-- Opening Marker --
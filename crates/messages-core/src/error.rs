//! Error types for messaging operations

use thiserror::Error;
use vonage_auth_core::AuthError;
use vonage_infra_common::ApiError;

#[derive(Debug, Error)]
pub enum MessagesError {
    /// No known inbound format accepted the payload
    #[error("Unrecognized inbound message format")]
    UnrecognizedFormat,

    #[error("Failed to decode payload: {0}")]
    Decode(String),

    #[error(transparent)]
    Api(#[from] ApiError),

    #[error("Messages API request failed: {0}")]
    Transport(String),

    #[error(transparent)]
    Auth(#[from] AuthError),

    /// The message cannot be sent as given, e.g. no sender is known
    #[error("Invalid message: {0}")]
    InvalidRequest(String),
}

pub type Result<T> = std::result::Result<T, MessagesError>;
//! Payloads the Voice API posts to an application's event and input URLs

use serde::Deserialize;

use crate::types::CallStatus;

/// Call state change posted to the event URL
#[derive(Debug, Clone, PartialEq, Deserialize)]
pub struct CallEvent {
    pub uuid: String,
    #[serde(default)]
    pub conversation_uuid: Option<String>,
    pub status: CallStatus,
    #[serde(default)]
    pub direction: Option<String>,
    #[serde(default)]
    pub timestamp: Option<String>,
    #[serde(default)]
    pub from: Option<String>,
    #[serde(default)]
    pub to: Option<String>,
    #[serde(default)]
    pub duration: Option<String>,
    #[serde(default)]
    pub rate: Option<String>,
    #[serde(default)]
    pub price: Option<String>,
}

impl CallEvent {
    pub fn is_terminal(&self) -> bool {
        self.status.is_terminal()
    }
}

/// Result of an `input` action
#[derive(Debug, Clone, Default, PartialEq, Deserialize)]
pub struct InputResult {
    pub uuid: String,
    #[serde(default)]
    pub conversation_uuid: Option<String>,
    #[serde(default)]
    pub speech: Option<SpeechResult>,
    #[serde(default)]
    pub dtmf: Option<DtmfResult>,
    #[serde(default)]
    pub timed_out: bool,
}

#[derive(Debug, Clone, Default, PartialEq, Deserialize)]
pub struct SpeechResult {
    #[serde(default)]
    pub timeout_reason: Option<String>,
    #[serde(default)]
    pub results: Vec<SpeechMatch>,
    #[serde(default)]
    pub error: Option<String>,
}

#[derive(Debug, Clone, PartialEq, Deserialize)]
pub struct SpeechMatch {
    pub text: String,
    #[serde(default)]
    pub confidence: Option<String>,
}

#[derive(Debug, Clone, Default, PartialEq, Deserialize)]
pub struct DtmfResult {
    #[serde(default)]
    pub digits: Option<String>,
    #[serde(default)]
    pub timed_out: bool,
}

impl InputResult {
    /// First recognition candidate, the provider ranks best first
    pub fn best_transcript(&self) -> Option<&str> {
        self.speech
            .as_ref()
            .and_then(|s| s.results.first())
            .map(|m| m.text.as_str())
    }

    pub fn has_speech(&self) -> bool {
        self.best_transcript().is_some()
    }

    pub fn digits(&self) -> Option<&str> {
        self.dtmf
            .as_ref()
            .and_then(|d| d.digits.as_deref())
            .filter(|d| !d.is_empty())
    }

    pub fn has_dtmf(&self) -> bool {
        self.digits().is_some()
    }
}
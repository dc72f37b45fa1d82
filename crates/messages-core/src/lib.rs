//! # Messages-Core
//!
//! Messaging for the Vonage Messages API:
//!
//! - [`InboundMessageDecoder`]: normalizes inbound webhooks from either the
//!   Messages API or the legacy SMS API into one [`InboundMessage`]
//! - [`decode_status`]: delivery status webhooks
//! - [`webhook::WebhookHandler`]: axum routes that always acknowledge
//! - [`MessagesClient`]: outbound SMS, MMS and WhatsApp

pub mod client;
pub mod decoder;
pub mod error;
pub mod types;
pub mod webhook;

pub use client::MessagesClient;
pub use decoder::{
    Detection, FormatDetector, InboundMessageDecoder, LegacySmsFormat, MessagesApiFormat,
    decode_inbound, decode_status,
};
pub use error::{MessagesError, Result};
pub use types::{
    Channel, InboundMessage, LegacySms, MediaKind, MediaRef, MessageStatus, MessageType,
    SendRequest, SendResponse, Status, WireFormat,
};
pub use webhook::WebhookHandler;
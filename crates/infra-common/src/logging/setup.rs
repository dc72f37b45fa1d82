use crate::errors::{Error, Result};
use serde::Deserialize;
use std::str::FromStr;
use tracing::Level;
use tracing_subscriber::fmt::format::FmtSpan;
use tracing_subscriber::{EnvFilter, fmt};

/// Configuration for the logging system
#[derive(Debug, Clone)]
pub struct LoggingConfig {
    /// The log level to use
    pub level: Level,
    /// Whether to enable JSON formatting
    pub json: bool,
    /// Whether to include file and line information
    pub file_info: bool,
    /// Whether to log span open/close events
    pub log_spans: bool,
    /// Application name to include in the welcome line
    pub app_name: String,
}

impl Default for LoggingConfig {
    fn default() -> Self {
        LoggingConfig {
            level: Level::INFO,
            json: false,
            file_info: false,
            log_spans: false,
            app_name: "vonage".to_string(),
        }
    }
}

impl LoggingConfig {
    /// Create a new logging configuration
    pub fn new(level: Level, app_name: impl Into<String>) -> Self {
        LoggingConfig {
            level,
            app_name: app_name.into(),
            ..Default::default()
        }
    }

    /// Enable JSON formatting
    pub fn with_json(mut self) -> Self {
        self.json = true;
        self
    }

    /// Enable file and line information in logs
    pub fn with_file_info(mut self) -> Self {
        self.file_info = true;
        self
    }

    /// Enable span logging
    pub fn with_spans(mut self) -> Self {
        self.log_spans = true;
        self
    }
}

/// Serializable form of [`LoggingConfig`] for configuration files
#[derive(Debug, Clone, Deserialize)]
#[serde(default)]
pub struct LoggingSettings {
    pub level: String,
    pub json: bool,
    pub file_info: bool,
    pub log_spans: bool,
}

impl Default for LoggingSettings {
    fn default() -> Self {
        Self {
            level: "info".to_string(),
            json: false,
            file_info: false,
            log_spans: false,
        }
    }
}

impl LoggingSettings {
    /// Resolve into a [`LoggingConfig`], validating the level name
    pub fn to_config(&self, app_name: &str) -> Result<LoggingConfig> {
        Ok(LoggingConfig {
            level: parse_log_level(&self.level)?,
            json: self.json,
            file_info: self.file_info,
            log_spans: self.log_spans,
            app_name: app_name.to_string(),
        })
    }
}

/// Set up the global subscriber with the provided configuration.
///
/// `RUST_LOG` directives are honoured on top of the configured level. Fails
/// if a global subscriber is already installed.
pub fn setup_logging(config: LoggingConfig) -> Result<()> {
    let filter = EnvFilter::from_default_env().add_directive(config.level.into());

    let span_events = if config.log_spans {
        FmtSpan::ACTIVE
    } else {
        FmtSpan::NONE
    };

    let subscriber = fmt::Subscriber::builder()
        .with_env_filter(filter)
        .with_span_events(span_events)
        .with_file(config.file_info)
        .with_line_number(config.file_info);

    let installed = if config.json {
        subscriber.with_writer(std::io::stdout).json().try_init()
    } else {
        subscriber.try_init()
    };

    installed.map_err(|e| Error::Subscriber(e.to_string()))?;

    log_welcome(&config.app_name, env!("CARGO_PKG_VERSION"));
    Ok(())
}

/// Parse a log level from a string
pub fn parse_log_level(level: &str) -> Result<Level> {
    Level::from_str(level).map_err(|_| Error::Config(format!("Invalid log level: {}", level)))
}

/// Log a welcome message with version info
pub fn log_welcome(app_name: &str, version: &str) {
    tracing::info!("Starting {} v{}", app_name, version);
}

#[cfg(test)]
mod tests {
    use super::*;

    #[test]
    fn test_parse_log_level() {
        assert_eq!(parse_log_level("debug").unwrap(), Level::DEBUG);
        assert_eq!(parse_log_level("WARN").unwrap(), Level::WARN);
        assert!(matches!(parse_log_level("loud"), Err(Error::Config(_))));
    }

    #[test]
    fn test_settings_to_config() {
        let settings = LoggingSettings {
            level: "trace".to_string(),
            json: true,
            ..Default::default()
        };
        let config = settings.to_config("vonage-test").unwrap();
        assert_eq!(config.level, Level::TRACE);
        assert!(config.json);
        assert!(!config.file_info);
        assert_eq!(config.app_name, "vonage-test");
    }

    #[test]
    fn test_builder_flags() {
        let config = LoggingConfig::new(Level::DEBUG, "svc")
            .with_json()
            .with_file_info()
            .with_spans();
        assert!(config.json && config.file_info && config.log_spans);
    }
}
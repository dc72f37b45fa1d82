//! Video API client

use std::sync::Arc;

use tracing::warn;

use crate::creator::SessionCreator;
use crate::registry::{FallbackPolicy, SessionRegistry};
use crate::token::VideoTokenGenerator;
use crate::types::{CreateSessionOptions, SessionRecord, TokenOptions, VideoToken};
use crate::{Result, SessionError};

/// Session cache plus an optional remote creator.
///
/// Without a creator the client runs unconfigured: sessions are synthetic
/// (unless the registry is fail-fast) and tokens are mocks.
pub struct VideoClient {
    registry: SessionRegistry,
    creator: Option<Arc<dyn SessionCreator>>,
    tokens: VideoTokenGenerator,
}

impl VideoClient {
    pub fn new(
        registry: SessionRegistry,
        creator: Option<Arc<dyn SessionCreator>>,
        tokens: VideoTokenGenerator,
    ) -> Self {
        Self {
            registry,
            creator,
            tokens,
        }
    }

    pub fn is_configured(&self) -> bool {
        self.creator.is_some()
    }

    pub fn registry(&self) -> &SessionRegistry {
        &self.registry
    }

    pub fn tokens(&self) -> &VideoTokenGenerator {
        &self.tokens
    }

    pub async fn create_session(&self, options: &CreateSessionOptions) -> Result<SessionRecord> {
        match &self.creator {
            Some(creator) => self.registry.create(creator.as_ref(), options).await,
            None => self.unconfigured(None),
        }
    }

    /// Cached session for `topic_key`, created on a miss
    pub async fn session_for_topic(&self, topic_key: &str, options: &CreateSessionOptions) -> Result<SessionRecord> {
        match &self.creator {
            Some(creator) => {
                self.registry
                    .create_for_topic(topic_key, creator.as_ref(), options)
                    .await
            }
            None => match self.registry.find_by_topic(topic_key) {
                Some(record) => Ok(record),
                None => self.unconfigured(Some(topic_key)),
            },
        }
    }

    pub fn get_session(&self, session_id: &str) -> Result<SessionRecord> {
        self.registry.get(session_id)
    }

    pub fn generate_token(&self, session_id: &str, user_id: &str, options: TokenOptions) -> Result<VideoToken> {
        self.tokens.generate(session_id, user_id, options)
    }

    pub fn cleanup_expired_sessions(&self) -> usize {
        self.registry.sweep()
    }

    pub fn cached_session_count(&self) -> usize {
        self.registry.size()
    }

    fn unconfigured(&self, topic_key: Option<&str>) -> Result<SessionRecord> {
        match self.registry.config().fallback {
            FallbackPolicy::Synthetic => {
                warn!("Vonage Video API not configured, using synthetic session");
                Ok(self.registry.create_synthetic(topic_key))
            }
            FallbackPolicy::FailFast => Err(SessionError::NotConfigured(
                "application id and private key are required".to_string(),
            )),
        }
    }
}
//! Messages API client

use reqwest::StatusCode;
use tracing::{debug, error};
use vonage_auth_core::{Credentials, TokenMinter};
use vonage_infra_common::ApiError;

use crate::types::{Channel, SendRequest, SendResponse};
use crate::{MessagesError, Result};

/// Default REST base URL
pub const REST_BASE_URL: &str = "https://api.nexmo.com";

#[derive(Debug, Clone)]
pub struct MessagesClient {
    base_url: String,
    phone_number: Option<String>,
    minter: TokenMinter,
    http: reqwest::Client,
}

impl MessagesClient {
    pub fn new(minter: TokenMinter, http: reqwest::Client) -> Self {
        Self {
            base_url: REST_BASE_URL.to_string(),
            phone_number: None,
            minter,
            http,
        }
    }

    /// Client for the application in `credentials`, sending from its phone number
    pub fn from_credentials(credentials: &Credentials, http: reqwest::Client) -> Result<Self> {
        let client = Self::new(credentials.token_minter()?, http);
        Ok(match credentials.phone_number() {
            Some(number) => client.with_phone_number(number),
            None => client,
        })
    }

    pub fn with_base_url(mut self, base_url: impl Into<String>) -> Self {
        self.base_url = base_url.into().trim_end_matches('/').to_string();
        self
    }

    /// Sender used when a request has no `from`
    pub fn with_phone_number(mut self, number: impl Into<String>) -> Self {
        self.phone_number = Some(number.into());
        self
    }

    pub fn phone_number(&self) -> Option<&str> {
        self.phone_number.as_deref()
    }

    pub async fn send(&self, mut request: SendRequest) -> Result<SendResponse> {
        if request.from.as_deref().is_none_or(str::is_empty) {
            request.from = Some(self.phone_number.clone().ok_or_else(|| {
                MessagesError::InvalidRequest("no sender given and no phone number configured".to_string())
            })?);
        }

        let token = self.minter.mint_api_token()?;
        let url = format!("{}/v1/messages", self.base_url);

        let response = self
            .http
            .post(&url)
            .header(reqwest::header::AUTHORIZATION, token.bearer())
            .json(&request)
            .send()
            .await
            .map_err(|e| MessagesError::Transport(e.to_string()))?;

        let status = response.status();
        let body = response
            .text()
            .await
            .map_err(|e| MessagesError::Transport(e.to_string()))?;

        if status != StatusCode::OK && status != StatusCode::ACCEPTED {
            error!(status = status.as_u16(), body = %body, "Vonage Messages API error");
            return Err(ApiError::from_response(status.as_u16(), body).into());
        }

        let sent: SendResponse = serde_json::from_str(&body).map_err(|e| {
            error!(body = %body, error = %e, "Failed to parse Vonage Messages API response");
            MessagesError::Decode(e.to_string())
        })?;

        debug!(
            message_uuid = %sent.message_uuid,
            to = %request.to,
            channel = %request.channel,
            "Message sent"
        );
        Ok(sent)
    }

    pub async fn send_sms(&self, to: &str, text: &str) -> Result<SendResponse> {
        self.send(SendRequest::text(Channel::Sms, to, text)).await
    }

    pub async fn send_sms_from(&self, from: &str, to: &str, text: &str) -> Result<SendResponse> {
        self.send(SendRequest::text(Channel::Sms, to, text).with_from(from))
            .await
    }

    pub async fn send_mms(&self, to: &str, image_url: &str, caption: Option<&str>) -> Result<SendResponse> {
        self.send(SendRequest::image(
            Channel::Mms,
            to,
            image_url,
            caption.map(str::to_string),
        ))
        .await
    }

    pub async fn send_whatsapp(&self, to: &str, text: &str) -> Result<SendResponse> {
        self.send(SendRequest::text(Channel::Whatsapp, to, text)).await
    }

    pub async fn send_whatsapp_image(&self, to: &str, image_url: &str, caption: Option<&str>) -> Result<SendResponse> {
        self.send(SendRequest::image(
            Channel::Whatsapp,
            to,
            image_url,
            caption.map(str::to_string),
        ))
        .await
    }
}
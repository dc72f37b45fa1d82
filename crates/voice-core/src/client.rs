//! Voice API client
//!
//! Every request carries a freshly minted application token.

use reqwest::{Method, StatusCode, Url};
use serde::Serialize;
use serde::de::DeserializeOwned;
use tracing::{debug, error};
use vonage_auth_core::{Credentials, TokenMinter};
use vonage_infra_common::ApiError;

use crate::ncco::Ncco;
use crate::types::{
    CallInfo, CallModification, CreateCallOptions, CreateCallResponse, Endpoint, StreamIntoCall,
    TalkIntoCall, TransferDestination,
};
use crate::{Result, VoiceError};

/// Default REST base URL
pub const REST_BASE_URL: &str = "https://api.nexmo.com";

#[derive(Debug, Clone)]
pub struct VoiceClient {
    base_url: String,
    phone_number: Option<String>,
    minter: TokenMinter,
    http: reqwest::Client,
}

impl VoiceClient {
    pub fn new(minter: TokenMinter, http: reqwest::Client) -> Self {
        Self {
            base_url: REST_BASE_URL.to_string(),
            phone_number: None,
            minter,
            http,
        }
    }

    /// Client for the application in `credentials`, calling from its phone number
    pub fn from_credentials(credentials: &Credentials, http: reqwest::Client) -> Result<Self> {
        let client = Self::new(credentials.token_minter()?, http);
        Ok(match credentials.phone_number() {
            Some(number) => client.with_phone_number(number),
            None => client,
        })
    }

    pub fn with_base_url(mut self, base_url: impl Into<String>) -> Self {
        self.base_url = base_url.into().trim_end_matches('/').to_string();
        self
    }

    pub fn with_phone_number(mut self, number: impl Into<String>) -> Self {
        self.phone_number = Some(number.into());
        self
    }

    pub fn phone_number(&self) -> Option<&str> {
        self.phone_number.as_deref()
    }

    /// Place an outbound call
    pub async fn create_call(&self, options: CreateCallOptions) -> Result<CreateCallResponse> {
        let from = match (&options.from, &self.phone_number) {
            (Some(from), _) => from.clone(),
            (None, Some(number)) => Endpoint::phone(number.clone()),
            (None, None) => {
                return Err(VoiceError::InvalidRequest(
                    "no caller endpoint given and no phone number configured".to_string(),
                ));
            }
        };
        let request = options.into_request(from);

        let body = self
            .send(Method::POST, &["v1", "calls"], Some(&request), &[StatusCode::OK, StatusCode::CREATED])
            .await?;
        let response: CreateCallResponse = decode(&body)?;

        debug!(uuid = %response.uuid, status = %response.status, "Call created");
        Ok(response)
    }

    /// Call a phone number, fetching the program from `answer_url`
    pub async fn call_phone(&self, to: &str, answer_url: &str, event_url: &str) -> Result<CreateCallResponse> {
        self.create_call(
            CreateCallOptions::new(Endpoint::phone(to))
                .with_answer_url(answer_url)
                .with_event_url(event_url),
        )
        .await
    }

    /// Call a phone number running `ncco` when answered
    pub async fn call_phone_with_ncco(&self, to: &str, ncco: Ncco, event_url: &str) -> Result<CreateCallResponse> {
        self.create_call(
            CreateCallOptions::new(Endpoint::phone(to))
                .with_ncco(ncco)
                .with_event_url(event_url),
        )
        .await
    }

    pub async fn get_call(&self, call_uuid: &str) -> Result<CallInfo> {
        let body = self
            .send::<()>(Method::GET, &["v1", "calls", call_uuid], None, &[StatusCode::OK])
            .await?;
        decode(&body)
    }

    /// Apply a state change to an active call
    pub async fn modify_call(&self, call_uuid: &str, modification: CallModification) -> Result<()> {
        self.send(
            Method::PUT,
            &["v1", "calls", call_uuid],
            Some(&modification),
            &[StatusCode::OK, StatusCode::NO_CONTENT],
        )
        .await?;

        debug!(call_uuid = %call_uuid, action = modification.name(), "Call modified");
        Ok(())
    }

    /// Continue the call with the program served at `ncco_url`
    pub async fn transfer_call(&self, call_uuid: &str, ncco_url: &str) -> Result<()> {
        self.modify_call(
            call_uuid,
            CallModification::Transfer {
                destination: TransferDestination::url(ncco_url),
            },
        )
        .await
    }

    pub async fn transfer_call_ncco(&self, call_uuid: &str, ncco: Ncco) -> Result<()> {
        self.modify_call(
            call_uuid,
            CallModification::Transfer {
                destination: TransferDestination::inline(ncco),
            },
        )
        .await
    }

    pub async fn hangup_call(&self, call_uuid: &str) -> Result<()> {
        self.modify_call(call_uuid, CallModification::Hangup).await
    }

    pub async fn mute_call(&self, call_uuid: &str) -> Result<()> {
        self.modify_call(call_uuid, CallModification::Mute).await
    }

    pub async fn unmute_call(&self, call_uuid: &str) -> Result<()> {
        self.modify_call(call_uuid, CallModification::Unmute).await
    }

    pub async fn earmuff_call(&self, call_uuid: &str) -> Result<()> {
        self.modify_call(call_uuid, CallModification::Earmuff).await
    }

    pub async fn unearmuff_call(&self, call_uuid: &str) -> Result<()> {
        self.modify_call(call_uuid, CallModification::Unearmuff).await
    }

    pub async fn send_dtmf(&self, call_uuid: &str, digits: &str) -> Result<()> {
        self.send(
            Method::PUT,
            &["v1", "calls", call_uuid, "dtmf"],
            Some(&serde_json::json!({ "digits": digits })),
            &[StatusCode::OK],
        )
        .await?;
        Ok(())
    }

    /// Speak into an active call
    pub async fn talk_into_call(&self, call_uuid: &str, talk: &TalkIntoCall) -> Result<()> {
        self.send(
            Method::PUT,
            &["v1", "calls", call_uuid, "talk"],
            Some(talk),
            &[StatusCode::OK],
        )
        .await?;
        Ok(())
    }

    pub async fn stop_talk(&self, call_uuid: &str) -> Result<()> {
        self.send::<()>(
            Method::DELETE,
            &["v1", "calls", call_uuid, "talk"],
            None,
            &[StatusCode::OK, StatusCode::NO_CONTENT],
        )
        .await?;
        Ok(())
    }

    /// Play audio into an active call
    pub async fn stream_into_call(&self, call_uuid: &str, stream_url: &str, loop_count: u32) -> Result<()> {
        let body = StreamIntoCall {
            stream_url: vec![stream_url.to_string()],
            loop_count,
        };
        self.send(
            Method::PUT,
            &["v1", "calls", call_uuid, "stream"],
            Some(&body),
            &[StatusCode::OK],
        )
        .await?;
        Ok(())
    }

    pub async fn stop_stream(&self, call_uuid: &str) -> Result<()> {
        self.send::<()>(
            Method::DELETE,
            &["v1", "calls", call_uuid, "stream"],
            None,
            &[StatusCode::OK, StatusCode::NO_CONTENT],
        )
        .await?;
        Ok(())
    }

    /// Base URL plus `segments`, each percent-encoded as a single path segment
    fn endpoint(&self, segments: &[&str]) -> Result<Url> {
        let mut url = Url::parse(&self.base_url)
            .map_err(|e| VoiceError::InvalidRequest(format!("invalid base URL {}: {}", self.base_url, e)))?;
        url.path_segments_mut()
            .map_err(|_| VoiceError::InvalidRequest(format!("base URL {} cannot have a path", self.base_url)))?
            .pop_if_empty()
            .extend(segments);
        Ok(url)
    }

    /// Send one authenticated request and return the body of an accepted response
    async fn send<B: Serialize + ?Sized>(
        &self,
        method: Method,
        segments: &[&str],
        body: Option<&B>,
        accepted: &[StatusCode],
    ) -> Result<String> {
        let url = self.endpoint(segments)?;
        let token = self.minter.mint_api_token()?;

        let mut request = self
            .http
            .request(method, url.clone())
            .header(reqwest::header::AUTHORIZATION, token.bearer());
        if let Some(body) = body {
            request = request.json(body);
        }

        let response = request
            .send()
            .await
            .map_err(|e| VoiceError::Transport(e.to_string()))?;

        let status = response.status();
        let text = response
            .text()
            .await
            .map_err(|e| VoiceError::Transport(e.to_string()))?;

        if !accepted.contains(&status) {
            error!(status = status.as_u16(), body = %text, url = %url, "Vonage Voice API error");
            return Err(ApiError::from_response(status.as_u16(), text).into());
        }

        Ok(text)
    }
}

fn decode<T: DeserializeOwned>(body: &str) -> Result<T> {
    serde_json::from_str(body).map_err(|e| {
        error!(body = %body, error = %e, "Failed to parse Vonage Voice API response");
        VoiceError::Decode(e.to_string())
    })
}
-- Closing Marker --
> **Your task**
Bring together all lines in the records where the word "outbound" is found.

> **Task solution**
//! - [`MessagesClient`]: outbound SMS, MMS and WhatsApp
    /// Place an outbound call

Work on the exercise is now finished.